GC has two histologic subtypes, intestinal type and diffuse type. Intestinal type GC is developed by the Correa's pathogenesis mediated by H. pylori infection, associated with gastric atrophy and intestinal metaplasia and found more frequently in older people. Instead, diffuse type GC is sporadic, more aggressive and found more frequently in young people.

Family history of GC is associated with increased risk of GC. About 20% of GC patients have family history of GC and most cases are sporadic cases rather than inherited syndromes. People who have family history of GC do not need a more frequent GC screening program than people without family history of GC.

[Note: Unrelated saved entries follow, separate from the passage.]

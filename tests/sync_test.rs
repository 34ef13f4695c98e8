//! Default-branch sync behaviour: fast-forwarding a clean clone, refusing
//! to touch dirty or unpushed work, moving the ref without the worktree
//! from a feature branch, and auto-detecting the remote's declared default.

mod common;

use common::git::{is_git_available, run_git, RemoteRepo};
use gitfleet::git::library::LibraryGit;
use gitfleet::git::subprocess::SubprocessGit;
use gitfleet::git::{GitOptions, Gitter};
use gitfleet::scm::Repo;
use std::path::Path;
use tempfile::TempDir;

fn clone_fixture(remote: &RemoteRepo, root: &Path, name: &str) -> Repo {
    let dest = root.join(name);
    run_git(root, &[
        "clone",
        "--quiet",
        &remote.url(),
        dest.to_str().unwrap(),
    ]);
    Repo {
        name: name.to_string(),
        path: name.to_string(),
        url: remote.url(),
        clone_url: remote.url(),
        clone_branch: "main".to_string(),
        host_path: dest,
        ..Default::default()
    }
}

fn subprocess_backend() -> SubprocessGit {
    SubprocessGit::new(GitOptions::default())
}

#[test]
fn test_sync_fast_forwards_clean_clone_on_default_branch() {
    if !is_git_available() {
        eprintln!("git not available, skipping test");
        return;
    }
    let fixtures = TempDir::new().unwrap();
    let clones = TempDir::new().unwrap();

    let remote = RemoteRepo::create(fixtures.path(), "app");
    let mut repo = clone_fixture(&remote, clones.path(), "app");
    remote.add_commit("new-work.txt");
    remote.add_commit("more-work.txt");

    let backend = subprocess_backend();
    let updated = backend.sync_default_branch(&mut repo).unwrap();

    assert!(updated);
    let local = backend.get_ref_hash(&repo, "refs/heads/main").unwrap();
    let remote_head = run_git(&remote.bare, &["rev-parse", "main"]);
    assert_eq!(local, remote_head);
    assert!(repo.host_path.join("new-work.txt").exists());
    assert!(repo.host_path.join("more-work.txt").exists());
}

#[test]
fn test_sync_skips_dirty_working_tree() {
    if !is_git_available() {
        eprintln!("git not available, skipping test");
        return;
    }
    let fixtures = TempDir::new().unwrap();
    let clones = TempDir::new().unwrap();

    let remote = RemoteRepo::create(fixtures.path(), "app");
    let mut repo = clone_fixture(&remote, clones.path(), "app");

    let backend = subprocess_backend();
    let before = backend.get_ref_hash(&repo, "refs/heads/main").unwrap();

    std::fs::write(repo.host_path.join("uncommitted.txt"), "wip").unwrap();
    remote.add_commit("remote-change.txt");

    let updated = backend.sync_default_branch(&mut repo).unwrap();
    assert!(!updated);
    let after = backend.get_ref_hash(&repo, "refs/heads/main").unwrap();
    assert_eq!(before, after);
    assert!(!repo.host_path.join("remote-change.txt").exists());
}

#[test]
fn test_sync_skips_unpushed_commits_on_default_branch() {
    if !is_git_available() {
        eprintln!("git not available, skipping test");
        return;
    }
    let fixtures = TempDir::new().unwrap();
    let clones = TempDir::new().unwrap();

    let remote = RemoteRepo::create(fixtures.path(), "app");
    let mut repo = clone_fixture(&remote, clones.path(), "app");

    std::fs::write(repo.host_path.join("local-work.txt"), "mine").unwrap();
    run_git(&repo.host_path, &["add", "."]);
    run_git(&repo.host_path, &["commit", "-q", "-m", "local only"]);

    let backend = subprocess_backend();
    let before = backend.get_ref_hash(&repo, "refs/heads/main").unwrap();
    remote.add_commit("remote-change.txt");

    let updated = backend.sync_default_branch(&mut repo).unwrap();
    assert!(!updated);
    let after = backend.get_ref_hash(&repo, "refs/heads/main").unwrap();
    assert_eq!(before, after);
}

#[test]
fn test_sync_from_feature_branch_moves_ref_not_worktree() {
    if !is_git_available() {
        eprintln!("git not available, skipping test");
        return;
    }
    let fixtures = TempDir::new().unwrap();
    let clones = TempDir::new().unwrap();

    let remote = RemoteRepo::create(fixtures.path(), "app");
    let mut repo = clone_fixture(&remote, clones.path(), "app");
    run_git(&repo.host_path, &["checkout", "-q", "-b", "feature"]);
    remote.add_commit("on-default.txt");

    let backend = subprocess_backend();
    let updated = backend.sync_default_branch(&mut repo).unwrap();

    assert!(updated);
    let local_main = backend.get_ref_hash(&repo, "refs/heads/main").unwrap();
    let remote_head = run_git(&remote.bare, &["rev-parse", "main"]);
    assert_eq!(local_main, remote_head);
    assert_eq!(
        backend.get_current_branch(&repo).unwrap(),
        "feature"
    );
    assert!(!repo.host_path.join("on-default.txt").exists());
}

#[test]
fn test_sync_auto_detects_default_when_configured_branch_is_wrong() {
    if !is_git_available() {
        eprintln!("git not available, skipping test");
        return;
    }
    let fixtures = TempDir::new().unwrap();
    let clones = TempDir::new().unwrap();

    let remote = RemoteRepo::create(fixtures.path(), "app");
    let mut repo = clone_fixture(&remote, clones.path(), "app");
    // Operator configured a branch the remote does not declare.
    repo.clone_branch = "master".to_string();
    remote.add_commit("ahead.txt");

    let backend = subprocess_backend();
    let updated = backend.sync_default_branch(&mut repo).unwrap();

    assert!(updated);
    let local = backend.get_ref_hash(&repo, "refs/heads/main").unwrap();
    let remote_head = run_git(&remote.bare, &["rev-parse", "main"]);
    assert_eq!(local, remote_head);
    // The configured branch is restored once the sync completes.
    assert_eq!(repo.clone_branch, "master");
}

#[test]
fn test_sync_noop_when_remote_unchanged() {
    if !is_git_available() {
        eprintln!("git not available, skipping test");
        return;
    }
    let fixtures = TempDir::new().unwrap();
    let clones = TempDir::new().unwrap();

    let remote = RemoteRepo::create(fixtures.path(), "app");
    let mut repo = clone_fixture(&remote, clones.path(), "app");

    let backend = subprocess_backend();
    let updated = backend.sync_default_branch(&mut repo).unwrap();
    assert!(!updated);
}

#[test]
fn test_sync_parity_between_backends() {
    if !is_git_available() {
        eprintln!("git not available, skipping test");
        return;
    }
    let fixtures = TempDir::new().unwrap();
    let clones = TempDir::new().unwrap();

    let remote_a = RemoteRepo::create(fixtures.path(), "lib-a");
    let remote_b = RemoteRepo::create(fixtures.path(), "lib-b");
    let mut repo_a = clone_fixture(&remote_a, clones.path(), "lib-a");
    let mut repo_b = clone_fixture(&remote_b, clones.path(), "lib-b");
    remote_a.add_commit("change.txt");
    remote_b.add_commit("change.txt");

    let subprocess = subprocess_backend();
    let library = LibraryGit::new(GitOptions::default());

    let updated_a = subprocess.sync_default_branch(&mut repo_a).unwrap();
    let updated_b = library.sync_default_branch(&mut repo_b).unwrap();
    assert!(updated_a);
    assert!(updated_b);

    assert_eq!(
        subprocess.get_ref_hash(&repo_a, "refs/heads/main").unwrap(),
        run_git(&remote_a.bare, &["rev-parse", "main"])
    );
    assert_eq!(
        library.get_ref_hash(&repo_b, "refs/heads/main").unwrap(),
        run_git(&remote_b.bare, &["rev-parse", "main"])
    );
    assert!(repo_a.host_path.join("change.txt").exists());
    assert!(repo_b.host_path.join("change.txt").exists());
}
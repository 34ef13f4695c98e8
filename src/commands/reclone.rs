//! The `reclone` command: replays saved clone invocations.
//!
//! Reads a YAML table mapping keys to `gitfleet clone …` command lines.
//! Only clone command lines are permitted, and token values are scrubbed
//! from anything echoed to the terminal.

use anyhow::{bail, Context, Result};
use clap::Args;
use indicatif::{ProgressBar, ProgressStyle};
use serde::Deserialize;
use std::collections::BTreeMap;
use std::path::PathBuf;
use std::process::{Command, Stdio};
use std::time::Duration;

use crate::colorlog;

#[derive(Args, Debug, Default)]
pub struct RecloneArgs {
    /// Keys to run; with none given, every entry runs
    pub keys: Vec<String>,
    /// Path to the reclone configuration file
    #[arg(long)]
    pub reclone_path: Option<String>,
    /// Quiet logging output, shows a spinner instead of child output
    #[arg(long)]
    pub quiet: bool,
    /// Print the configured commands (tokens scrubbed) and exit
    #[arg(long)]
    pub list: bool,
    /// Only use environment variables to configure the child clones
    #[arg(long)]
    pub env_config_only: bool,
}

#[derive(Debug, Deserialize)]
pub struct RecloneEntry {
    pub cmd: String,
    #[serde(default)]
    pub description: Option<String>,
    #[serde(default)]
    pub post_exec_script: Option<String>,
}

pub type RecloneMap = BTreeMap<String, RecloneEntry>;

pub fn reclone_config_path(args: &RecloneArgs) -> PathBuf {
    if let Some(path) = &args.reclone_path {
        return PathBuf::from(path);
    }
    if let Ok(path) = std::env::var("GITFLEET_RECLONE_PATH") {
        if !path.is_empty() {
            return PathBuf::from(path);
        }
    }
    let home = std::env::var("HOME").unwrap_or_else(|_| ".".to_string());
    PathBuf::from(home)
        .join(".config")
        .join("gitfleet")
        .join("reclone.yaml")
}

pub fn load_reclone_map(path: &PathBuf) -> Result<RecloneMap> {
    let contents = std::fs::read_to_string(path)
        .with_context(|| format!("could not read reclone config {}", path.display()))?;
    serde_yaml::from_str(&contents)
        .with_context(|| format!("could not parse reclone config {}", path.display()))
}

/// Scrubs token values from a command line before it is echoed anywhere.
pub fn sanitize_cmd(cmd: &str) -> String {
    let mut sanitized = cmd.to_string();
    for marker in ["-t=", "--token=", "-t ", "--token "] {
        if let Some(idx) = sanitized.find(marker) {
            let value_start = idx + marker.len();
            let rest = &sanitized[value_start..];
            let value_end = rest.find(' ').map(|i| value_start + i).unwrap_or(sanitized.len());
            sanitized.replace_range(value_start..value_end, "XXXXXXX");
        }
    }
    sanitized
}

pub fn run(args: RecloneArgs) -> Result<i32> {
    let path = reclone_config_path(&args);
    let map = load_reclone_map(&path)?;

    if args.list {
        colorlog::print_info("**************************************************************");
        colorlog::print_info("**** Available reclone commands and optional descriptions ****");
        colorlog::print_info("**************************************************************");
        println!();
        for (key, entry) in &map {
            colorlog::print_info(format!("- {key}"));
            if let Some(description) = &entry.description {
                colorlog::print_subtle_info(format!("    description: {description}"));
            }
            colorlog::print_subtle_info(format!("    cmd: {}", sanitize_cmd(&entry.cmd)));
            println!();
        }
        return Ok(0);
    }

    let selected: Vec<&String> = if args.keys.is_empty() {
        map.keys().collect()
    } else {
        for key in &args.keys {
            if !map.contains_key(key) {
                bail!("the key '{key}' was not found in {}", path.display());
            }
        }
        args.keys.iter().collect()
    };

    for key in &selected {
        run_single(&map[key.as_str()], key.as_str(), &args)?;
    }

    println!();
    colorlog::print_success("Completed! The following reclones were ran successfully...");
    for key in &selected {
        colorlog::print_success(format!("  * {key}"));
    }
    Ok(0)
}

fn run_single(entry: &RecloneEntry, key: &str, args: &RecloneArgs) -> Result<()> {
    let words: Vec<&str> = entry.cmd.split_whitespace().collect();
    if words.len() < 2 || words[0] != "gitfleet" || words[1] != "clone" {
        bail!("only gitfleet clone commands are permitted in the reclone config");
    }

    let safe_cmd = sanitize_cmd(&entry.cmd);
    if !args.quiet {
        println!();
        colorlog::print_info(format!("Running reclone: {key}"));
        if let Some(description) = &entry.description {
            colorlog::print_info(format!("Description: {description}"));
        }
        colorlog::print_info(format!("> {safe_cmd}"));
    }

    let exe = std::env::current_exe().unwrap_or_else(|_| PathBuf::from("gitfleet"));
    let mut child_cmd = Command::new(exe);
    child_cmd.args(&words[1..]);

    // The saved command line is the configuration of record; ambient
    // GITFLEET_ variables from this process would silently override it.
    if !args.env_config_only {
        for (key, _) in std::env::vars() {
            let keep = matches!(
                key.as_str(),
                "GITFLEET_COLOR" | "GITFLEET_RECLONE_PATH" | "GITFLEET_RECLONE_QUIET"
            );
            if key.starts_with("GITFLEET_") && !keep {
                child_cmd.env_remove(&key);
            }
        }
    }

    let spinner = if args.quiet {
        child_cmd.stdout(Stdio::null()).stderr(Stdio::null());
        let spinner = ProgressBar::new_spinner();
        spinner.set_style(ProgressStyle::default_spinner());
        spinner.set_message(format!("recloning {key}"));
        spinner.enable_steady_tick(Duration::from_millis(100));
        Some(spinner)
    } else {
        None
    };

    let status = child_cmd
        .status()
        .with_context(|| format!("could not start clone command: {safe_cmd}"))?;

    if let Some(spinner) = spinner {
        spinner.finish_and_clear();
    }

    let status_word = if status.success() { "success" } else { "fail" };
    if let Some(script) = &entry.post_exec_script {
        let post = Command::new(script).arg(status_word).arg(key).status();
        if let Err(err) = post {
            colorlog::print_error(format!(
                "Error running post_exec_script {script}: {err}"
            ));
        }
    }

    if !status.success() {
        bail!("clone command exited non-zero: {safe_cmd}");
    }
    Ok(())
}

#[cfg(test)]
mod tests {
    use super::*;

    #[test]
    fn test_sanitize_cmd_scrubs_token_forms() {
        assert_eq!(
            sanitize_cmd("gitfleet clone org -t=abc123 --backup"),
            "gitfleet clone org -t=XXXXXXX --backup"
        );
        assert_eq!(
            sanitize_cmd("gitfleet clone org --token secret"),
            "gitfleet clone org --token XXXXXXX"
        );
        assert_eq!(
            sanitize_cmd("gitfleet clone org --token=secret --prune"),
            "gitfleet clone org --token=XXXXXXX --prune"
        );
    }

    #[test]
    fn test_sanitize_cmd_leaves_tokenless_commands() {
        let cmd = "gitfleet clone org --backup";
        assert_eq!(sanitize_cmd(cmd), cmd);
    }

    #[test]
    fn test_reclone_map_parses_yaml() {
        let yaml = r#"
prod:
  cmd: "gitfleet clone my-org --backup"
  description: nightly backup
lab:
  cmd: "gitfleet clone lab-org"
  post_exec_script: /usr/local/bin/notify
"#;
        let map: RecloneMap = serde_yaml::from_str(yaml).unwrap();
        assert_eq!(map.len(), 2);
        assert_eq!(map["prod"].description.as_deref(), Some("nightly backup"));
        assert_eq!(
            map["lab"].post_exec_script.as_deref(),
            Some("/usr/local/bin/notify")
        );
    }
}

The prognosis of GC patients is associated with the cancer stage at initial diagnosis. Therefore, in GC, early diagnosis and early treatments including endoscopic resection (ER) can decrease the mortality and morbidity rate. In this issue, Jin et al.⁴ published a questionnaire survey for penultimate endoscopy and GC diagnosis interval. They reported that the interval of upper endoscopy below 2 years and 3 years was associated with significantly higher proportions of EGC detection. They concluded that an endoscopic screening program every 3 years might be as effective as every 2 years in EGC detection and subsequent curable ER.

In Japan, GC risk stratification by pepsinogen (PG) test and serology tests for H. pylori are properly used. PG I < 70 ng/mL or PG I/II ratio < 3.0 are regarded as severe gastric atrophy and are associated with high GC risk. PG test positive and H. pylori positive group need H. pylori treatment without surveillance. Upper endoscopy is recommended in the PG test positive group suggesting severe gastric atrophy and significant risk of GC regardless of H. pylori infection. PG test positive and H. pylori negative group means severe gastric atrophy that H. pylori is spontaneously eliminated from unfavorable gastric life conditions. In this group, frequent annual upper endoscopy is essential.⁵ The best interval of screening upper endoscopy for the early diagnosis of GC in Korea is not fixed yet. In one paper, annual upper endoscopy screening in Korea improved detection of early stage (98.6% vs. 80.7%) and endoscopically treatable GC (56.9% vs. 33.3%) compared to every 2 years screening endoscopy.⁶ Annual upper endoscopy may be useful for the people with high risk of GC (with age over 50 years, family history of GC, smoking, male, and presence of intestinal metaplasia).

When patients with GC underwent surgical treatment, the 5-year GC specific survival rates of screening endoscopy interval less than 2 years were significantly higher than those of screening endoscopy more than 2 years. Screening endoscopy was helpful in increasing survival of GC patients and the 2-year endoscopic screening interval is recommended to detect early stage GC. In conclusion, the KNCSP by upper endoscopy at 2-year intervals for people aged over 40 may be sufficient for GC screening in most cases unless the KNCSP provides individualized screening upper endoscopy interval by GC risk stratification.